«El
Papa cierra las cien fuentes del Vaticano»,
a la vez que cierra las fuentes de la gracia
al posar sus garras sobre los sacramentos.
a la vez que cierra las fuentes de la gracia
al posar sus garras sobre los sacramentos.
Es difícil dejar de ver en la sequía que
afecta a Roma -la peor en, al
menos, sesenta años- algo como un oportuno signo, a la vez que un azote
punitivo. Allí donde estuvo la cátedra de Pedro y hoy se invita a disertar a
viejas abortistas paradójicamente devenidas promotoras de la inmigración
"para compensar la abrupta caída de la natalidad", allí donde se
recibe como a visitantes ilustres a yuntas de sodomitas y se celebra con
cinismo impar que «por primera vez
el magisterio del Papa es paralelo al de la ONU», allí viene hoy a faltar el más vital de los
elementos. De similar tenor al de los numerosos acontecimientos que, a modo de
señales, van sazonando el pontificado de Francisco (la paloma lanzada por él y
arrebatada en los aires por un cuervo; el terremoto sufrido en la nación de
aquel mandatario que lo visitó en el Vaticano, desatado casi en el mismo
momento de estrecharle la mano; los siniestros inmediatamente consecutivos a
sus viajes, como los ocurridos en Belén y en Lourdes, etc.), éste de la sequía
sobre Roma viene a ponerle el sello cósmico a las primaveriles ilusiones de la
vulgata conciliar, que en el orden del espíritu ya había difundido una aridez
en verdad insuperable. Si la transposición modernista del ritual de los sacramentos
trajo consigo la consabida tasa negativa de vocaciones sacerdotales y la
práctica extinción del matrimonio ante el altar, a más de la apostasía
colectiva y la renuencia de la Iglesia a testimoniar el Evangelio, poca cosa
será que en la ciudad de las fontane se riña a empellones por
un sorbo. A propósito del anuncio de catástrofes naturales presuntamente
contenido en el Tercer Secreto de Fátima, fue suficientemente claro el entonces
obispo de aquella localidad portuguesa: la pérdida de la fe de
un continente es peor que la aniquilación de una nación.
Ya conocemos el contenido del Tercer Secreto: hace
años que se impone a nuestros ojos. El corolario de las catástrofes telúricas,
en irónica correspondencia con su typos espiritual, no hace
más que confirmar lo conocido.
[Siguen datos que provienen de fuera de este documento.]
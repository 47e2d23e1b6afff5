//! Per-table filter state. Independent of row data; every edit yields a new value.

use std::collections::{BTreeMap, BTreeSet};

use gridwatch_core::columns::ColumnDef;
use serde::{Deserialize, Serialize};
use smallvec::SmallVec;

#[derive(Debug, Clone, Copy, PartialEq, Eq, Serialize, Deserialize)]
#[serde(rename_all = "lowercase")]
pub enum SortDirection {
    Asc,
    Desc,
}

#[derive(Debug, Clone, PartialEq, Eq, Serialize, Deserialize)]
pub struct SortDirective {
    pub key: String,
    pub direction: SortDirection,
}

#[derive(Debug, Clone, Default, PartialEq, Eq, Serialize, Deserialize)]
pub struct FilterState {
    /// Free text matched fuzzily across facetable fields.
    #[serde(default)]
    pub global_query: String,
    /// Column key -> accepted values. An empty set places no constraint.
    #[serde(default)]
    pub column_filters: BTreeMap<String, BTreeSet<String>>,
    /// Multi-key sort, most significant first.
    #[serde(default)]
    pub sort: SmallVec<[SortDirective; 2]>,
    /// Column key -> shown. Columns not listed use their definition's default.
    #[serde(default)]
    pub visibility: BTreeMap<String, bool>,
}

impl FilterState {
    pub fn with_query(&self, query: &str) -> Self {
        Self { global_query: query.to_string(), ..self.clone() }
    }

    pub fn with_column_filter<I, S>(&self, key: &str, values: I) -> Self
    where
        I: IntoIterator<Item = S>,
        S: Into<String>,
    {
        let mut next = self.clone();
        let set: BTreeSet<String> = values.into_iter().map(Into::into).collect();
        if set.is_empty() {
            next.column_filters.remove(key);
        } else {
            next.column_filters.insert(key.to_string(), set);
        }
        next
    }

    /// Header click: unsorted -> ascending -> descending -> unsorted.
    /// Replaces any other sort keys.
    pub fn toggle_sort(&self, key: &str) -> Self {
        let current = self.sort.iter().find(|d| d.key == key).map(|d| d.direction);
        let mut next = self.clone();
        next.sort.clear();
        match current {
            None => next.sort.push(SortDirective { key: key.to_string(), direction: SortDirection::Asc }),
            Some(SortDirection::Asc) => next.sort.push(SortDirective { key: key.to_string(), direction: SortDirection::Desc }),
            Some(SortDirection::Desc) => {}
        }
        next
    }

    /// Append (or re-point) a less significant sort key.
    pub fn then_sort(&self, key: &str, direction: SortDirection) -> Self {
        let mut next = self.clone();
        next.sort.retain(|d| d.key != key);
        next.sort.push(SortDirective { key: key.to_string(), direction });
        next
    }

    pub fn with_visibility(&self, key: &str, shown: bool) -> Self {
        let mut next = self.clone();
        next.visibility.insert(key.to_string(), shown);
        next
    }

    pub fn is_visible(&self, col: &ColumnDef) -> bool {
        self.visibility.get(&col.key).copied().unwrap_or(col.visible)
    }
}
En este tiempo de coyundas con los protestantes
para facilitar un servicio litúrgico común que excluya explícitamente las
incómodas nociones de sacrificio y presencia
real, en este rarefacto tiempo de conmixtión de lo sacro -o sus
requechos- y lo profano o profanísimo, con abundancia de sacrilegios ofrecidos
a la carta por la misma Jerarquía, difícilmente podrá asimilarse a la iglesia
sedente en Roma con aquella imagen del Templo ofrecida por el profeta Ezequiel
(47, 1ss.), debajo de cuyo umbral brotaban vivíficas aguas que, a poco andar,
se hacían más y más profundas, símbolo de la gracia y su efecto en las almas.
Más bien parece que Roma quiso volver a ser aquella Babilonia que el Príncipe
de los Apóstoles supo estar hollando en sus días, cuando la urbs imperial
perseguía sañudamente a los de Cristo.
No tenemos noticia de que los dos testigos del Apocalipsis (11,3 ss.) hayan ya comenzado su profética misión. Pero consta que a ellos les será concedido «cerrar el cielo para que no llueva durante los días de su predicación» antes de yacer en la Gran Ciudad, «que simbólicamente se llama Sodoma y Egipto».